## To do
Filter the records, keeping every line that has the string "origin".

—————

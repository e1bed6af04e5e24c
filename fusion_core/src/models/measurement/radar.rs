// fusion_core/src/models/measurement/radar.rs

use crate::config::RadarNoise;
use crate::messages::SensorKind;
use crate::models::measurement::Measurement;
use crate::state::StateVariable;
use nalgebra::{DMatrix, DVector};

/// Radar observes range, bearing and range rate relative to the sensor origin.
///
/// The range rate divides by the range, so a state exactly at the origin
/// yields NaN. Callers must keep the tracked object off the sensor origin.
#[derive(Debug, Clone)]
pub struct RadarModel {
    pub noise_covariance: DMatrix<f64>,
}

impl RadarModel {
    /// Row of the bearing inside the measurement vector.
    pub const BEARING_INDEX: usize = 1;

    pub fn new(noise: &RadarNoise) -> Self {
        Self {
            noise_covariance: DMatrix::from_diagonal(&DVector::from_vec(vec![
                noise.std_r.powi(2),
                noise.std_phi.powi(2),
                noise.std_rdot.powi(2),
            ])),
        }
    }
}

impl Measurement for RadarModel {
    fn sensor_kind(&self) -> SensorKind {
        SensorKind::Radar
    }

    fn get_r(&self) -> &DMatrix<f64> {
        &self.noise_covariance
    }

    fn angle_index(&self) -> Option<usize> {
        Some(Self::BEARING_INDEX)
    }

    fn predict_measurement(&self, state: &DVector<f64>) -> DVector<f64> {
        let p_x = state[StateVariable::Px.index()];
        let p_y = state[StateVariable::Py.index()];
        let v = state[StateVariable::V.index()];
        let yaw = state[StateVariable::Yaw.index()];

        let v1 = yaw.cos() * v;
        let v2 = yaw.sin() * v;
        let rho = (p_x * p_x + p_y * p_y).sqrt();

        DVector::from_vec(vec![rho, p_y.atan2(p_x), (p_x * v1 + p_y * v2) / rho])
    }

    fn initial_position(&self, z: &DVector<f64>) -> (f64, f64) {
        let rho = z[0];
        let phi = z[Self::BEARING_INDEX];
        (rho * phi.cos(), rho * phi.sin())
    }
}
//! WiFi supervision task.

use log::warn;

use crate::adapters::wifi::WifiStation;
use crate::error::Result;

/// Associate once, then keep the station connected.
pub fn run_wifi(mut station: WifiStation) -> Result<()> {
    if let Err(e) = station.connect() {
        warn!("WiFi: initial connect failed ({}), retrying in background", e);
    }
    loop {
        let wait = station.poll();
        std::thread::sleep(wait);
    }
}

—————

## Task solution
/// Radar observes range, bearing and range rate relative to the sensor origin.
/// The range rate divides by the range, so a state exactly at the origin
/// yields NaN. Callers must keep the tracked object off the sensor origin.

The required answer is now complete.